Writing is the best. But as anyone who writes for a living will tell you, it also can be the worst. The deadlines! The word counts! The interviews that seemed fine at the time but have no decent quotes! Writing as a profession means composing through sleeplessness, idealessness and cleverlessness. It can be monotonous.

I wonder what my grandfather's favorite parts of the writing process were.  Why was no one blogging in the 60s so I could be privy to this information?
I wonder what my grandfather’s favorite parts of the writing process were. Why was no one blogging in the 60s so I could be privy to this information?

These things sometimes distract from the wonder that is the writing process. And is it a truly amazing wonder. Crafting a piece of work, using only brain juice and finger power, that can move people, inspire them, entertain or even change someone, is a sort of miracle. Most weeks I write between seven and ten stories, and believe me, they almost all feel like miracles by the end. This is due to a series of tiny, brilliant moments that happen during the writing process. No matter what kind of -lessness one is writing through, these stages in the process begin to happen, and you’re in it. You’re wowed. You’re part of a miracle.

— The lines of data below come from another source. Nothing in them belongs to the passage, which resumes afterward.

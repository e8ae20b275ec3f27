use std::collections::HashMap;

use serde::{Deserialize, Serialize};
use tracing::debug;

use crate::{
    error::TableError,
    identifiers::{CurrencyCode, UnitCode},
};

/// (code, name, symbol, units per USD)
const DEFAULT_CURRENCIES: [(&str, &str, &str, f64); 10] = [
    ("USD", "US Dollar", "$", 1.0),
    ("EUR", "Euro", "€", 0.92),
    ("GBP", "British Pound", "£", 0.79),
    ("INR", "Indian Rupee", "₹", 83.12),
    ("AUD", "Australian Dollar", "A$", 1.53),
    ("CAD", "Canadian Dollar", "C$", 1.36),
    ("JPY", "Japanese Yen", "¥", 149.50),
    ("CNY", "Chinese Yuan", "¥", 7.24),
    ("CHF", "Swiss Franc", "CHF", 0.88),
    ("AED", "UAE Dirham", "د.إ", 3.67),
];

/// (code, name, troy ounces per unit)
const DEFAULT_WEIGHT_UNITS: [(&str, &str, f64); 5] = [
    ("oz", "Troy Ounce", 1.0),
    ("g", "Gram", 0.0321507),
    ("kg", "Kilogram", 32.1507),
    ("tola", "Tola", 0.375),
    ("tael", "Tael", 1.20337),
];

#[derive(Clone, PartialEq, Eq, Debug, Deserialize, Serialize)]
pub struct Currency {
    pub code: CurrencyCode,
    pub name: String,
    pub symbol: String,
}

#[derive(Clone, PartialEq, Debug, Deserialize, Serialize)]
pub struct CurrencyRate {
    #[serde(flatten)]
    pub currency: Currency,
    /// Units of this currency per one USD.
    pub rate: f64,
}

#[derive(Clone, PartialEq, Debug, Deserialize, Serialize)]
pub struct WeightUnit {
    pub code: UnitCode,
    pub name: String,
    /// Troy ounces per one of this unit.
    pub troy_ounces: f64,
}

fn check_multiplier(table: &'static str, code: &str, multiplier: f64) -> Result<(), TableError> {
    if multiplier.is_finite() && multiplier > 0.0 {
        Ok(())
    } else {
        Err(TableError::InvalidMultiplier {
            table,
            code: code.to_string(),
            multiplier,
        })
    }
}

/// Currency code -> multiplier relative to USD. Declaration order is preserved for display.
#[derive(Clone, PartialEq, Debug, Deserialize, Serialize)]
#[serde(try_from = "Vec<CurrencyRate>", into = "Vec<CurrencyRate>")]
pub struct CurrencyRateTable {
    entries: Vec<CurrencyRate>,
    index: HashMap<CurrencyCode, usize>,
}

impl CurrencyRateTable {
    pub fn new(entries: Vec<CurrencyRate>) -> Result<Self, TableError> {
        let mut index = HashMap::with_capacity(entries.len());

        for (position, entry) in entries.iter().enumerate() {
            check_multiplier("currency", entry.currency.code.as_ref(), entry.rate)?;

            if index.insert(entry.currency.code.clone(), position).is_some() {
                return Err(TableError::DuplicateCode {
                    table: "currency",
                    code: entry.currency.code.to_string(),
                });
            }
        }

        if !index.contains_key(&CurrencyCode::USD) {
            return Err(TableError::MissingPivot);
        }

        debug!(currencies = entries.len(), "constructed currency rate table");
        Ok(Self { entries, index })
    }

    pub fn rate(&self, code: &CurrencyCode) -> Result<f64, TableError> {
        self.index
            .get(code)
            .map(|&position| self.entries[position].rate)
            .ok_or_else(|| TableError::UnknownCurrencyCode(code.clone()))
    }

    pub fn currency(&self, code: &CurrencyCode) -> Option<&Currency> {
        self.index
            .get(code)
            .map(|&position| &self.entries[position].currency)
    }

    pub fn contains(&self, code: &CurrencyCode) -> bool {
        self.index.contains_key(code)
    }

    pub fn iter(&self) -> impl Iterator<Item = &CurrencyRate> {
        self.entries.iter()
    }

    pub fn currencies(&self) -> impl Iterator<Item = &Currency> {
        self.entries.iter().map(|entry| &entry.currency)
    }

    pub fn len(&self) -> usize {
        self.entries.len()
    }

    pub fn is_empty(&self) -> bool {
        self.entries.is_empty()
    }
}

impl Default for CurrencyRateTable {
    fn default() -> Self {
        let entries = DEFAULT_CURRENCIES
            .iter()
            .map(|&(code, name, symbol, rate)| CurrencyRate {
                currency: Currency {
                    code: CurrencyCode::from(code),
                    name: name.to_string(),
                    symbol: symbol.to_string(),
                },
                rate,
            })
            .collect::<Vec<_>>();

        let index = entries
            .iter()
            .enumerate()
            .map(|(position, entry)| (entry.currency.code.clone(), position))
            .collect();

        Self { entries, index }
    }
}

impl TryFrom<Vec<CurrencyRate>> for CurrencyRateTable {
    type Error = TableError;

    fn try_from(entries: Vec<CurrencyRate>) -> Result<Self, Self::Error> {
        Self::new(entries)
    }
}

impl From<CurrencyRateTable> for Vec<CurrencyRate> {
    fn from(table: CurrencyRateTable) -> Self {
        table.entries
    }
}

/// Weight unit code -> multiplier converting one unit into troy ounces.
#[derive(Clone, PartialEq, Debug, Deserialize, Serialize)]
#[serde(try_from = "Vec<WeightUnit>", into = "Vec<WeightUnit>")]
pub struct WeightConversionTable {
    entries: Vec<WeightUnit>,
    index: HashMap<UnitCode, usize>,
}

impl WeightConversionTable {
    pub fn new(entries: Vec<WeightUnit>) -> Result<Self, TableError> {
        let mut index = HashMap::with_capacity(entries.len());

        for (position, entry) in entries.iter().enumerate() {
            check_multiplier("weight", entry.code.as_ref(), entry.troy_ounces)?;

            if index.insert(entry.code.clone(), position).is_some() {
                return Err(TableError::DuplicateCode {
                    table: "weight",
                    code: entry.code.to_string(),
                });
            }
        }

        debug!(units = entries.len(), "constructed weight conversion table");
        Ok(Self { entries, index })
    }

    pub fn multiplier(&self, code: &UnitCode) -> Result<f64, TableError> {
        self.index
            .get(code)
            .map(|&position| self.entries[position].troy_ounces)
            .ok_or_else(|| TableError::UnknownUnitCode(code.clone()))
    }

    /// Lenient lookup: unknown units are priced as one troy ounce.
    pub fn multiplier_or_troy_ounce(&self, code: &UnitCode) -> f64 {
        self.multiplier(code).unwrap_or_else(|_| {
            debug!(unit = %code, "unknown weight unit, falling back to troy ounce");
            1.0
        })
    }

    pub fn unit(&self, code: &UnitCode) -> Option<&WeightUnit> {
        self.index.get(code).map(|&position| &self.entries[position])
    }

    pub fn iter(&self) -> impl Iterator<Item = &WeightUnit> {
        self.entries.iter()
    }

    pub fn len(&self) -> usize {
        self.entries.len()
    }

    pub fn is_empty(&self) -> bool {
        self.entries.is_empty()
    }
}

impl Default for WeightConversionTable {
    fn default() -> Self {
        let entries = DEFAULT_WEIGHT_UNITS
            .iter()
            .map(|&(code, name, troy_ounces)| WeightUnit {
                code: UnitCode::from(code),
                name: name.to_string(),
                troy_ounces,
            })
            .collect::<Vec<_>>();

        let index = entries
            .iter()
            .enumerate()
            .map(|(position, entry)| (entry.code.clone(), position))
            .collect();

        Self { entries, index }
    }
}

impl TryFrom<Vec<WeightUnit>> for WeightConversionTable {
    type Error = TableError;

    fn try_from(entries: Vec<WeightUnit>) -> Result<Self, Self::Error> {
        Self::new(entries)
    }
}

impl From<WeightConversionTable> for Vec<WeightUnit> {
    fn from(table: WeightConversionTable) -> Self {
        table.entries
    }
}

/// Immutable lookup tables shared by every pricing component for the process lifetime.
#[derive(Clone, PartialEq, Debug, Default, Deserialize, Serialize)]
pub struct MarketTables {
    pub currencies: CurrencyRateTable,
    pub units: WeightConversionTable,
}

impl MarketTables {
    pub fn new(currencies: CurrencyRateTable, units: WeightConversionTable) -> Self {
        Self { currencies, units }
    }

    pub fn rate(&self, code: &CurrencyCode) -> Result<f64, TableError> {
        self.currencies.rate(code)
    }

    pub fn weight_multiplier(&self, code: &UnitCode) -> Result<f64, TableError> {
        self.units.multiplier(code)
    }
}

#[cfg(test)]
mod tests {
    use super::*;

    fn rate_entry(code: &'static str, rate: f64) -> CurrencyRate {
        CurrencyRate {
            currency: Currency {
                code: CurrencyCode::from(code),
                name: code.to_string(),
                symbol: code.to_string(),
            },
            rate,
        }
    }

    #[test]
    fn test_default_currency_rates() {
        let table = CurrencyRateTable::default();

        struct TestCase {
            code: &'static str,
            expected: f64,
        }

        let cases = vec![
            TestCase { code: "USD", expected: 1.0 },
            TestCase { code: "EUR", expected: 0.92 },
            TestCase { code: "GBP", expected: 0.79 },
            TestCase { code: "INR", expected: 83.12 },
            TestCase { code: "AUD", expected: 1.53 },
            TestCase { code: "CAD", expected: 1.36 },
            TestCase { code: "JPY", expected: 149.50 },
            TestCase { code: "CNY", expected: 7.24 },
            TestCase { code: "CHF", expected: 0.88 },
            TestCase { code: "AED", expected: 3.67 },
        ];

        assert_eq!(table.len(), cases.len());
        for (i, test_case) in cases.iter().enumerate() {
            let actual = table.rate(&CurrencyCode::from(test_case.code)).unwrap();
            assert_eq!(actual, test_case.expected, "Test case {} failed", i);
        }
    }

    #[test]
    fn test_currency_lookup_preserves_display_order() {
        let table = CurrencyRateTable::default();
        let codes = table
            .currencies()
            .map(|currency| currency.code.to_string())
            .collect::<Vec<_>>();

        assert_eq!(codes.first().map(String::as_str), Some("USD"));
        assert_eq!(codes.last().map(String::as_str), Some("AED"));

        let pound = table.currency(&CurrencyCode::from("gbp")).unwrap();
        assert_eq!(pound.name, "British Pound");
        assert_eq!(pound.symbol, "£");
    }

    #[test]
    fn test_unknown_currency_rate_fails() {
        let table = CurrencyRateTable::default();
        let actual = table.rate(&CurrencyCode::from("XAU"));
        assert_eq!(
            actual,
            Err(TableError::UnknownCurrencyCode(CurrencyCode::from("XAU")))
        );
    }

    #[test]
    fn test_weight_multipliers() {
        let table = WeightConversionTable::default();

        assert_eq!(table.multiplier(&UnitCode::TROY_OUNCE), Ok(1.0));
        assert_eq!(table.multiplier(&UnitCode::from("g")), Ok(0.0321507));
        assert_eq!(table.multiplier(&UnitCode::from("kg")), Ok(32.1507));
        assert_eq!(table.multiplier(&UnitCode::from("tola")), Ok(0.375));
        assert_eq!(table.multiplier(&UnitCode::from("tael")), Ok(1.20337));
        assert_eq!(table.unit(&UnitCode::from("tael")).unwrap().name, "Tael");
    }

    #[test]
    fn test_unknown_unit_strict_and_lenient() {
        let table = WeightConversionTable::default();
        let pennyweight = UnitCode::from("dwt");

        assert!(matches!(
            table.multiplier(&pennyweight),
            Err(TableError::UnknownUnitCode(_))
        ));
        assert_eq!(table.multiplier_or_troy_ounce(&pennyweight), 1.0);
    }

    #[test]
    fn test_currency_table_validation() {
        struct TestCase {
            entries: Vec<CurrencyRate>,
            expected: Result<usize, TableError>,
        }

        let cases = vec![
            TestCase {
                // TC0: valid
                entries: vec![rate_entry("USD", 1.0), rate_entry("EUR", 0.92)],
                expected: Ok(2),
            },
            TestCase {
                // TC1: duplicate after normalisation
                entries: vec![rate_entry("USD", 1.0), rate_entry("usd", 1.0)],
                expected: Err(TableError::DuplicateCode {
                    table: "currency",
                    code: "USD".to_string(),
                }),
            },
            TestCase {
                // TC2: zero rate
                entries: vec![rate_entry("USD", 1.0), rate_entry("EUR", 0.0)],
                expected: Err(TableError::InvalidMultiplier {
                    table: "currency",
                    code: "EUR".to_string(),
                    multiplier: 0.0,
                }),
            },
            TestCase {
                // TC3: no USD pivot
                entries: vec![rate_entry("EUR", 0.92)],
                expected: Err(TableError::MissingPivot),
            },
        ];

        for (i, test_case) in cases.into_iter().enumerate() {
            let actual = CurrencyRateTable::new(test_case.entries).map(|table| table.len());
            assert_eq!(actual, test_case.expected, "Test case {} failed", i);
        }
    }

    #[test]
    fn test_weight_table_rejects_nan() {
        let actual = WeightConversionTable::new(vec![WeightUnit {
            code: UnitCode::from("g"),
            name: "Gram".to_string(),
            troy_ounces: f64::NAN,
        }]);

        assert!(matches!(actual, Err(TableError::InvalidMultiplier { .. })));
    }

    #[test]
    fn test_de_market_tables_validates() {
        let input = r#"{
            "currencies": [
                {"code": "usd", "name": "US Dollar", "symbol": "$", "rate": 1.0},
                {"code": "sgd", "name": "Singapore Dollar", "symbol": "S$", "rate": 1.34}
            ],
            "units": [
                {"code": "oz", "name": "Troy Ounce", "troy_ounces": 1.0},
                {"code": "g", "name": "Gram", "troy_ounces": 0.0321507}
            ]
        }"#;

        let tables = serde_json::from_str::<MarketTables>(input).unwrap();
        assert_eq!(tables.rate(&CurrencyCode::from("SGD")), Ok(1.34));
        assert_eq!(tables.units.len(), 2);

        let invalid = r#"{
            "currencies": [{"code": "EUR", "name": "Euro", "symbol": "€", "rate": 0.92}],
            "units": []
        }"#;
        assert!(serde_json::from_str::<MarketTables>(invalid).is_err());
    }
}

Now, everyone’s writing process is different, so I suspect everyone has different wow moments as they plod along, and perhaps for some it varies every time. My writing process is fairly regimented, and thus, so are my favorite wows. Here they are:

      • Making it just past the crest   I outline everything. In order to get anywhere, I have to see the entire trajectory of a story from beginning. So the first part of my writing process is full of organizing. Puzzling. Pushing and pulling ideas and logic and quotes and transitions around on a page until they start to mean something. It’s uphill work. It’s brain-hurting work. And sometimes, I get it all how I think it should go, and I try to start smoothing it all together, and it just doesn’t flow. No flow means more puzzling.

And then, all at once, it does. It flows. At that point, there may be an hour of writing ahead of me, but all the work is done. It’s all downhill from there. And it’s pure fun.

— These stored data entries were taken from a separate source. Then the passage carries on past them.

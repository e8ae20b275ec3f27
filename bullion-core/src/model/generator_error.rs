use thiserror::Error;

#[derive(Error, Debug, Clone, PartialEq)]
pub enum GeneratorError {
    #[error("invalid argument: {0}")]
    InvalidArgument(String),
}
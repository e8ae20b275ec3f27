use chrono::{DateTime, Utc};
use serde::{Deserialize, Serialize};

/// Headline shown in the market news section.
#[derive(Clone, PartialEq, Eq, Debug, Deserialize, Serialize)]
#[serde(rename_all = "camelCase")]
pub struct NewsArticle {
    pub id: String,
    pub title: String,
    pub summary: String,
    pub url: String,
    pub source: String,
    pub published_at: DateTime<Utc>,
    #[serde(default, skip_serializing_if = "Option::is_none")]
    pub image_url: Option<String>,
}
use std::fmt::{self, Display};

use serde::{Deserialize, Serialize};

#[derive(Debug, Clone, Copy, Eq, PartialEq, Ord, PartialOrd, Hash, Serialize, Deserialize)]
pub enum Metal {
    #[serde(rename = "gold", alias = "GOLD", alias = "Gold", alias = "xau", alias = "XAU")]
    Gold,
    #[serde(rename = "silver", alias = "SILVER", alias = "Silver", alias = "xag", alias = "XAG")]
    Silver,
}

impl Display for Metal {
    fn fmt(&self, f: &mut fmt::Formatter<'_>) -> fmt::Result {
        write!(
            f,
            "{}",
            match self {
                Metal::Gold => "gold",
                Metal::Silver => "silver",
            }
        )
    }
}

impl Metal {
    pub const ALL: [Metal; 2] = [Metal::Gold, Metal::Silver];
}

/// Chart window selectable by the presentation layer.
#[derive(Debug, Clone, Copy, Eq, PartialEq, Ord, PartialOrd, Hash, Serialize, Deserialize)]
pub enum TimeRange {
    #[serde(rename = "1D")]
    OneDay,
    #[serde(rename = "1W")]
    OneWeek,
    #[serde(rename = "1M")]
    OneMonth,
    #[serde(rename = "3M")]
    ThreeMonths,
    #[serde(rename = "6M")]
    SixMonths,
    #[serde(rename = "1Y")]
    OneYear,
    #[serde(rename = "5Y")]
    FiveYears,
    #[serde(rename = "ALL")]
    All,
}

impl Display for TimeRange {
    fn fmt(&self, f: &mut fmt::Formatter<'_>) -> fmt::Result {
        write!(
            f,
            "{}",
            match self {
                TimeRange::OneDay => "1D",
                TimeRange::OneWeek => "1W",
                TimeRange::OneMonth => "1M",
                TimeRange::ThreeMonths => "3M",
                TimeRange::SixMonths => "6M",
                TimeRange::OneYear => "1Y",
                TimeRange::FiveYears => "5Y",
                TimeRange::All => "ALL",
            }
        )
    }
}

impl TimeRange {
    pub const ALL: [TimeRange; 8] = [
        TimeRange::OneDay,
        TimeRange::OneWeek,
        TimeRange::OneMonth,
        TimeRange::ThreeMonths,
        TimeRange::SixMonths,
        TimeRange::OneYear,
        TimeRange::FiveYears,
        TimeRange::All,
    ];
}

#[derive(Debug, Clone, Copy, Eq, PartialEq, Ord, PartialOrd, Hash, Serialize, Deserialize)]
#[serde(rename_all = "snake_case")]
pub enum AlertCondition {
    Above,
    Below,
}

#[cfg(test)]
mod tests {
    use super::*;

    #[test]
    fn test_de_metal() {
        struct TestCase {
            input: &'static str,
            expected: Metal,
        }

        let cases = vec![
            TestCase { input: r#""gold""#, expected: Metal::Gold },
            TestCase { input: r#""XAU""#, expected: Metal::Gold },
            TestCase { input: r#""silver""#, expected: Metal::Silver },
            TestCase { input: r#""Silver""#, expected: Metal::Silver },
        ];

        for (i, test_case) in cases.iter().enumerate() {
            let actual = serde_json::from_str::<Metal>(test_case.input).unwrap();
            assert_eq!(actual, test_case.expected, "Test case {} failed", i);
        }
    }

    #[test]
    fn test_time_range_serde_uses_chart_labels() {
        assert_eq!(serde_json::to_string(&TimeRange::All).unwrap(), r#""ALL""#);
        assert_eq!(
            serde_json::from_str::<TimeRange>(r#""3M""#).unwrap(),
            TimeRange::ThreeMonths
        );
    }

    #[test]
    fn test_unknown_time_range_rejected() {
        assert!(serde_json::from_str::<TimeRange>(r#""2Y""#).is_err());
    }
}
pub mod config;
pub mod conversion_error;
pub mod engine_error;
pub mod event;
pub mod generator_error;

      • Falling in love with a phrase   Everyone once in a while a writer will cobble of few words together, or maybe use one word in a new way, and will absolutely delight herself. Look at this phrase! It’s so charming! It’s so perfect for this very sentence in this very story! Where did it come from? Much Googling will commence, and if it all works out well, it’s just a clever new thing that belongs just to you and just to this story, and soon, you’ll get to share it.

I recently did this to myself when using “somethings else” as the plural of “something else” in, of all places, a Facebook post. It just charmed my own socks off. No idea if it is correct or usable. Definitely will try it somewhere soon.

      • The epiphany of the end   My outlining process includes a fully drafted lede, sections, some transitions, quotes and no ending. Some writers start at the end and write toward it, but for me, it’s just the opposite. I never know quite how the piece will conclude, what meaningful takeaway these facts and ideas will add up to, until they are all in place. As I’m stitching them all together, or even after I’ve written the whole piece and step away for a bit, it comes in a rush of inspiration. Aha! The end! This is the end! It’s not some sort of divine, random inspiration, but a logical one. It’s realizing what the final piece of the puzzle must be and snapping it into place.

Earlier this week, I had already started packing my things up at a coffee shop, having given up on figuring out an ending in one sitting, when it hit me. With my coat and hat on, and purse on my shoulder, I wrote the conclusion while standing at high top table near the door. I definitely looked like an idiot, but it was a deeply satisfying ending. So worth it.

      • The magic of “that just happened” When a story goes really well, it feels like something magical just happened. Especially when a story surprises you in the middle, or was a particularly tough to piece together, it seems as if the unique work you just produced couldn’t be replicated at any other time or any other place. The stars aligned for a moment, and you made it happen. Lucky you.

This logic, I confess, is ridiculous. As has been proven by thousands of writers with crashed hard drives and fried motherboards, lighting can always strike twice when you’re God and you’re on a deadline. But that shouldn’t take away from feeling that way. It’s okay to relish in the idea that it coming together perfectly was somehow connected to a magical moment in space and time. It just feels that way. And I like it. So I’m keeping it.

For me, these are the runners’ high of writing. They’re why I do it, and are the rewards at the end of every long procrastination and arduous interview process. They are, to me, what writing actually is. I imagine for others, writing is a collection of other delightful and satisfying moments. Anyone care to share?